Treatment of eye disorders can pose significant problems. For example, the management of many corneal diseases requires that therapeutic agents, such as drugs or other medications, remain at therapeutic levels in the corneal tissue for extended periods of time. Topical drops remain the most common route of drug administration to the eye, especially the cornea. Certain patients, however, including those patients having fungal and/or amoebic infections of the cornea, as well as corneal transplant recipients, require therapeutic doses of medications to be continuously maintained in the corneal tissues. To achieve such therapeutic doses of a particular medication in corneal tissues, such patients are required to endure lengthy and arduous dosing regimens that often involve topically instilling medications hourly.
The efficacy of topical dosing can be diminished by poor patient compliance. The repeated administration of one or more medications can also lead to toxicity, which can be related to excess dosing of the medications and/or their preservative agents. Injections of free-standing medications into the corneal stroma also have been employed in certain situations. This approach, however, fails to result in sustained presence of medications within the therapeutic window due to rapid diffusion of the medication out of the cornea. The combination of poor compliance and poor penetration of topically-administered medications into the corneal stroma can result in treatment failure, even when the pathogenic organism or other cause of disease is known to be “sensitive” to the therapy or should otherwise respond to the medication being applied to the eye.

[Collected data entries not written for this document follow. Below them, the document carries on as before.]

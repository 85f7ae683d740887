//! Frame dispatch: parse one text frame as JSON and route it through the
//! command registry.

use codot_rpc::{MethodRegistry, RpcContext, RpcResponse};
use metrics::counter;
use serde_json::Value;
use tracing::{debug, instrument, warn};

use crate::metrics::WS_MALFORMED_FRAMES_TOTAL;

/// Handle one complete text frame.
///
/// Returns `None` for frames that are not valid JSON: those are logged and
/// dropped, never answered, and never close the connection.
#[instrument(skip_all, fields(conn_id = ?ctx.connection_id))]
pub async fn handle_message(message: &str, registry: &MethodRegistry, ctx: &RpcContext) -> Option<RpcResponse> {
    let frame: Value = match serde_json::from_str(message) {
        Ok(frame) => frame,
        Err(e) => {
            counter!(WS_MALFORMED_FRAMES_TOTAL).increment(1);
            warn!(error = %e, len = message.len(), "dropping malformed frame");
            return None;
        }
    };

    if let Some(command) = frame.get("command").and_then(Value::as_str) {
        debug!(command, "dispatching command");
        if !registry.has_method(command) {
            warn!(command, "unknown command");
        }
    }
    Some(registry.dispatch_value(frame, ctx).await)
}

#[cfg(test)]
mod tests {
    use super::*;
    use codot_rpc::handlers::register_all;
    use serde_json::json;

    fn registry() -> MethodRegistry {
        let mut reg = MethodRegistry::new();
        register_all(&mut reg);
        reg
    }

    #[tokio::test]
    async fn valid_ping_dispatches() {
        let ctx = RpcContext::default();
        let resp = handle_message(r#"{"id":1,"command":"ping","params":{}}"#, &registry(), &ctx)
            .await
            .unwrap();
        assert!(resp.success);
        assert_eq!(resp.id, json!(1));
        assert_eq!(resp.result.unwrap()["pong"], true);
    }

    #[tokio::test]
    async fn malformed_json_is_dropped() {
        let ctx = RpcContext::default();
        assert!(handle_message("{not json", &registry(), &ctx).await.is_none());
        assert!(handle_message("", &registry(), &ctx).await.is_none());
    }

    #[tokio::test]
    async fn non_object_json_gets_missing_command() {
        let ctx = RpcContext::default();
        let resp = handle_message("[1,2,3]", &registry(), &ctx).await.unwrap();
        assert_eq!(resp.error_code(), Some("MISSING_COMMAND"));
        assert!(resp.id.is_null());
    }

    #[tokio::test]
    async fn unknown_command_echoes_string_id() {
        let ctx = RpcContext::default();
        let resp = handle_message(r#"{"id":"abc","command":"get_scene_tree"}"#, &registry(), &ctx)
            .await
            .unwrap();
        assert_eq!(resp.id, json!("abc"));
        assert_eq!(resp.error_code(), Some("UNKNOWN_COMMAND"));
    }
}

Such treatment difficulties are not only observed with corneal diseases. Disorders common to the anterior chamber (AC) can also pose problems. For example, cataract extraction is one of the most commonly performed surgical procedures in the United States. Both the incidence of cataracts and the frequency of their extraction surgeries continue to rise. Anti-inflammatory agents and antimicrobials both are required during the post-operative period and typically must be administered for many weeks. Unfortunately, the poor ocular bioavailability of these drugs often necessitates complicated and arduous dosing regimens that can lead to poor patient compliance, which, in turn, ultimately contributes to poor surgical outcomes and other complications. Current state-of-the art treatment involves sustained delivery systems that are injected into the subconjunctival space at the end of surgery. However, such sustained release drug systems afford limited intraocular bioavailability of delivered medications due to barriers to drug penetration. Further, medications delivered to an extraocular site, even in a sustained manner, will have lower intraocular bioavailability due to barriers that prevent penetration.
Injecting medications directly into the AC of the eye at the end of surgery has been an alternative to topical treatment. Free-standing medications injected into the AC, however, are readily eliminated during aqueous humor clearance. As a result, the retention of medications injected into the AC is short and their bioavailability fails to meet clinical guidelines.
The delivery of medications to the posterior segment of the eye has also been a challenge for ophthalmologists. Currently, the successful management of many retinal diseases often requires multiple intravitreal injections of medication per year. Retinal diseases, such as diabetic retinopathy and age-related macular degeneration, among others, continue to represent major causes of irreversible vision loss in the United States. The treatment of these conditions is complicated by the difficulty of delivering medications to the retina. The direct delivery of drugs to the vitreous chamber has become an important tool in the arsenal of retinal disease management.
Unfortunately, the chronic and progressive nature of many retinal diseases necessitates repeated injections to provide continued treatment. The current regimens, which vary based on the disease, its stage, and the medications used, can include up to six intraocular injections per year. Each intravitreal injection, however, is associated with the risk of developing serious and vision-threatening infections and even traumatic retinal injury.